Where a line below holds the string "second", that line goes into the answer.

AVAILABLE DATA:
· · · ·
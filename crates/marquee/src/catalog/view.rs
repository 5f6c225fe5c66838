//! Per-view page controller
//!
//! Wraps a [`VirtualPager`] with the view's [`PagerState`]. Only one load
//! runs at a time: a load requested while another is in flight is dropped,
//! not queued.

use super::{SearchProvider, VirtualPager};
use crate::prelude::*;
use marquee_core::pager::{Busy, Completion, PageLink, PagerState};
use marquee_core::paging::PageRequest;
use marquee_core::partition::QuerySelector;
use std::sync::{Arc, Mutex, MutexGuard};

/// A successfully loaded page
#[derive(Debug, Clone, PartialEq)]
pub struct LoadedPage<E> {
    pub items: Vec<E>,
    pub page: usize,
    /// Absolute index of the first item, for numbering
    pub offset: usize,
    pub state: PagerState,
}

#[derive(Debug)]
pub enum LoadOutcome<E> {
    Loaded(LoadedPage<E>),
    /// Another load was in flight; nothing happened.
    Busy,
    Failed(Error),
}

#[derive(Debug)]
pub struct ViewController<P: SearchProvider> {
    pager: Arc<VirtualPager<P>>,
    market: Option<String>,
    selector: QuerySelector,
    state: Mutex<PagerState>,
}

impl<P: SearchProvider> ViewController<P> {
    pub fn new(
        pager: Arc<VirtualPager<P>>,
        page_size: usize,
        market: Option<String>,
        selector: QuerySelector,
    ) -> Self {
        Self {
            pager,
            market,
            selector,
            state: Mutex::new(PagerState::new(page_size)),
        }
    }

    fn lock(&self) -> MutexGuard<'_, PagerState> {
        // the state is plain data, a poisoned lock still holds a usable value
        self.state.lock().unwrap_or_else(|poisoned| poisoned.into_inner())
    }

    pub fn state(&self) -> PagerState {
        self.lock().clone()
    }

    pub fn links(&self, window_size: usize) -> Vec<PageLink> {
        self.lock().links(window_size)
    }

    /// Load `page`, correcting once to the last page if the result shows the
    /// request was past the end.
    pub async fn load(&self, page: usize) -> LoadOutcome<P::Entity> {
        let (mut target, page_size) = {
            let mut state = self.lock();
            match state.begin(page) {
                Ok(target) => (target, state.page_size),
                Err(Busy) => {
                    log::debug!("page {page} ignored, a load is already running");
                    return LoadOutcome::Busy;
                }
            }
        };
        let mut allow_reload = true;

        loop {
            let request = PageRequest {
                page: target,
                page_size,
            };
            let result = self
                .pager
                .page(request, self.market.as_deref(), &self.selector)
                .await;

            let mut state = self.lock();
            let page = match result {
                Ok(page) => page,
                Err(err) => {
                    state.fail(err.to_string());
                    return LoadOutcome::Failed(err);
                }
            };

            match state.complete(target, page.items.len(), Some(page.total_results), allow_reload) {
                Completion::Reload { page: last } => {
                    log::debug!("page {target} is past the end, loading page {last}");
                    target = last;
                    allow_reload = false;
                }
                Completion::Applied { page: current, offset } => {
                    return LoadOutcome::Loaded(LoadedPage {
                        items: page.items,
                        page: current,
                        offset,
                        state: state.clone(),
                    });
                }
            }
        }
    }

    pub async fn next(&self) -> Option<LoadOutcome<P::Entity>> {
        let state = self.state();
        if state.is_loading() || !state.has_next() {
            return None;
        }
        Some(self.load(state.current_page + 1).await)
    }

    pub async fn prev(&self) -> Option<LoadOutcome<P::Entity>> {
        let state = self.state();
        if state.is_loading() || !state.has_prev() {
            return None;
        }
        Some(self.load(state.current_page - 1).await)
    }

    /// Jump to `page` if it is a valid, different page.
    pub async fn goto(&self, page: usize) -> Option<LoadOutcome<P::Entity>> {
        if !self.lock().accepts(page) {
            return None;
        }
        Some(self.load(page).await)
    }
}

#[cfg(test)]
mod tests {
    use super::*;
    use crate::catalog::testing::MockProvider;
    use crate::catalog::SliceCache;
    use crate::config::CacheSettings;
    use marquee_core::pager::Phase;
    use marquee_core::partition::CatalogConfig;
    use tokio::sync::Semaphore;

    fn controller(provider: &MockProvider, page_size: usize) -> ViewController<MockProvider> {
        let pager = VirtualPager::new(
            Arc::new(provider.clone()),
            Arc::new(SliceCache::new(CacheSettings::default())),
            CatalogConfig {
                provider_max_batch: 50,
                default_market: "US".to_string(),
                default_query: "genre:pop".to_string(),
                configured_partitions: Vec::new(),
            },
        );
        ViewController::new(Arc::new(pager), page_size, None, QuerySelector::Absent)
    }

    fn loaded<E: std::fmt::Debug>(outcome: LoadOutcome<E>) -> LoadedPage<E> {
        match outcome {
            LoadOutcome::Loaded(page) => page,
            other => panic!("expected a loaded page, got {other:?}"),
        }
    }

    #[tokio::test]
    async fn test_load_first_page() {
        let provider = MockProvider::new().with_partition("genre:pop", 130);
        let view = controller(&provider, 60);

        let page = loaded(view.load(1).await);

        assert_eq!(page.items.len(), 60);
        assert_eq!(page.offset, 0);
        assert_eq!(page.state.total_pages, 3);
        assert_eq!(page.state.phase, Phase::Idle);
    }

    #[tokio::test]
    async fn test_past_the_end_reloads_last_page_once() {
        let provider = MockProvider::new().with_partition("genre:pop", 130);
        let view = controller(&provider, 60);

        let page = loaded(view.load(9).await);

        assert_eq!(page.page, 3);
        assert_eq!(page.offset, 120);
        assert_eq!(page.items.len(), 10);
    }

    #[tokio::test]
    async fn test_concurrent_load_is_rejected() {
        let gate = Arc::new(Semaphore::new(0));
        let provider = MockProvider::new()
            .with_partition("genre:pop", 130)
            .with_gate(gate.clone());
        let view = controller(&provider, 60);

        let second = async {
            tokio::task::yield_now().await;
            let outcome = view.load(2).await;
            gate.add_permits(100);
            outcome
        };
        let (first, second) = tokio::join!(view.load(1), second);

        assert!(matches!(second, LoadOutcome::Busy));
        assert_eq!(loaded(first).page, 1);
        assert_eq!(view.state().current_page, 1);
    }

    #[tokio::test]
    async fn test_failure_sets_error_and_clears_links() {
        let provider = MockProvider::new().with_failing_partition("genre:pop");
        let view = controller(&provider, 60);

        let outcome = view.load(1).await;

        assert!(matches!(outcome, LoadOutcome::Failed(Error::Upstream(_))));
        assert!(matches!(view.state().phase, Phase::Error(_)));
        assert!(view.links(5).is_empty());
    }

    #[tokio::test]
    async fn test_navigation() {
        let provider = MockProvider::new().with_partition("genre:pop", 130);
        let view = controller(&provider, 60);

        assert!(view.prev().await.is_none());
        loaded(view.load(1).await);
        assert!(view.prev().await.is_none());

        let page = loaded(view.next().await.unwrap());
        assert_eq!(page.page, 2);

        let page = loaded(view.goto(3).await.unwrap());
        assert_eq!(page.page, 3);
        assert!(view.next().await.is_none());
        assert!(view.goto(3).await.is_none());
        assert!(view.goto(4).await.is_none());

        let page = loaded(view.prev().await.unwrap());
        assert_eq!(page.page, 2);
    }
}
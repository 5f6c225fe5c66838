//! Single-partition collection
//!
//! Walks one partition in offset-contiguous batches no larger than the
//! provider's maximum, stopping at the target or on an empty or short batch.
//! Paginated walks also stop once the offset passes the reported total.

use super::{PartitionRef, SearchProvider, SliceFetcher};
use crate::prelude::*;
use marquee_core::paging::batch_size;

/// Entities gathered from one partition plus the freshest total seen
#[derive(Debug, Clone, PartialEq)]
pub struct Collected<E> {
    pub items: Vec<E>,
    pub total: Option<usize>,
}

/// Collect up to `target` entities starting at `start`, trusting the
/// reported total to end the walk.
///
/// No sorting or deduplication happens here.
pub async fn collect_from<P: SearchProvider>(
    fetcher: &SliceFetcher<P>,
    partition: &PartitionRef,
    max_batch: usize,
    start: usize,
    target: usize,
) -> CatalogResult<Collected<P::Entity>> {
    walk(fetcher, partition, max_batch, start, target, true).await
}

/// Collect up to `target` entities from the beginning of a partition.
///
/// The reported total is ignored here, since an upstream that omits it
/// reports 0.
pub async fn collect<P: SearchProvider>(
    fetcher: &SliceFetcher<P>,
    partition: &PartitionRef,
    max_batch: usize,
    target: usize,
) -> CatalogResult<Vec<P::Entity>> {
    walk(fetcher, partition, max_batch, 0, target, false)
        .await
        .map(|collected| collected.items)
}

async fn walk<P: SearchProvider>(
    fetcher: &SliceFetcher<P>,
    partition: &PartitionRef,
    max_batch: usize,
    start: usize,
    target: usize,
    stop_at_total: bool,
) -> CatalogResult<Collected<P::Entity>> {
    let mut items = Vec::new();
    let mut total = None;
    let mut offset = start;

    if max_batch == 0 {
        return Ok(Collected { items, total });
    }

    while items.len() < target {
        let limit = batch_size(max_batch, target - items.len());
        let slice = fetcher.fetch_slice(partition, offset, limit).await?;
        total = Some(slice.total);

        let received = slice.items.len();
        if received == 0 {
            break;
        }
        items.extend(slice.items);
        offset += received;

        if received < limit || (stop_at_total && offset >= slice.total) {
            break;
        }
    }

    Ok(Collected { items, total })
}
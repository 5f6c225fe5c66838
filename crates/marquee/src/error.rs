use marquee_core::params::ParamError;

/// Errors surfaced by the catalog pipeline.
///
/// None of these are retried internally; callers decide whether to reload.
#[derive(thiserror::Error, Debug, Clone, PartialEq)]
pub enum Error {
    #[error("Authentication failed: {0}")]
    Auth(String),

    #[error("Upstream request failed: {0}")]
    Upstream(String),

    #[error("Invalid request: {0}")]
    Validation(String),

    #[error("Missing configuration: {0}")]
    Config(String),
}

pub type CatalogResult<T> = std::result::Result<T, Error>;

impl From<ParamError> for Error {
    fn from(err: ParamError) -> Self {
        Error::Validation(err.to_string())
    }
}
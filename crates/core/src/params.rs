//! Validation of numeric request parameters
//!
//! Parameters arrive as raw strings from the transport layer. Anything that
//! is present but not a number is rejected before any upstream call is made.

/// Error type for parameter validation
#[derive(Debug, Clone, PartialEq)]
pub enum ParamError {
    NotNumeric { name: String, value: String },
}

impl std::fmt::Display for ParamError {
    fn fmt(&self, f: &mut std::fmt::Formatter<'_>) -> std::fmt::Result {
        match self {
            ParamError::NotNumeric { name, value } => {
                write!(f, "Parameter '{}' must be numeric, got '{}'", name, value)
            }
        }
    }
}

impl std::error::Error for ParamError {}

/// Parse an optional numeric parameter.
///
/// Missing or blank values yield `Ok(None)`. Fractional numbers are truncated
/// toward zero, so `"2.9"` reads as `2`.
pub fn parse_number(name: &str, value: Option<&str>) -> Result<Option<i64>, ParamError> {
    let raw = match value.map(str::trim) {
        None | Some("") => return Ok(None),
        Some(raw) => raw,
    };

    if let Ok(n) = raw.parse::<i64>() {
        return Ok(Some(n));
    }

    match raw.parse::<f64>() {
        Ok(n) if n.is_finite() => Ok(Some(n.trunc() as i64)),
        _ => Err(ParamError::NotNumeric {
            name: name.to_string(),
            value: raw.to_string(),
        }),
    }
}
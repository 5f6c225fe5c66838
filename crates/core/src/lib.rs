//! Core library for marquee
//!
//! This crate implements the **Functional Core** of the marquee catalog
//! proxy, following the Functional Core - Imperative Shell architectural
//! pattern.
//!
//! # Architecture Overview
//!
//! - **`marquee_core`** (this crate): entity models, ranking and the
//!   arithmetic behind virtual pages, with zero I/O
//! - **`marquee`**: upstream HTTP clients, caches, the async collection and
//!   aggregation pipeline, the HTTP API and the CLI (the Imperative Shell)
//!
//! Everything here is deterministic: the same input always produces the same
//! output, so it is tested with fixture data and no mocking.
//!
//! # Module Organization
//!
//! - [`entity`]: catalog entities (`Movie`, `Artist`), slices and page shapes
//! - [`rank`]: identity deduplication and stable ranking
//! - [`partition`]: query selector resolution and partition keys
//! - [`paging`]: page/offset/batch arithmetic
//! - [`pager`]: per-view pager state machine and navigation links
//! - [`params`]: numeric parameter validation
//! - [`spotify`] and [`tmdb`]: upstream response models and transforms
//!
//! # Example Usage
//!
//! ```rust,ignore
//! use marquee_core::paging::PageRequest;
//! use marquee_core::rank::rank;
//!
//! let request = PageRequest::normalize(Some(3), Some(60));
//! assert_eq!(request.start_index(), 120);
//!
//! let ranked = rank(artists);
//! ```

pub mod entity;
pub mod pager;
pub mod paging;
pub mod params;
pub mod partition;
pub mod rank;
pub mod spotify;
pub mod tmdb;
· · · ·
THE ANSWER:
        let second = async {
        let (first, second) = tokio::join!(view.load(1), second);
        assert!(matches!(second, LoadOutcome::Busy));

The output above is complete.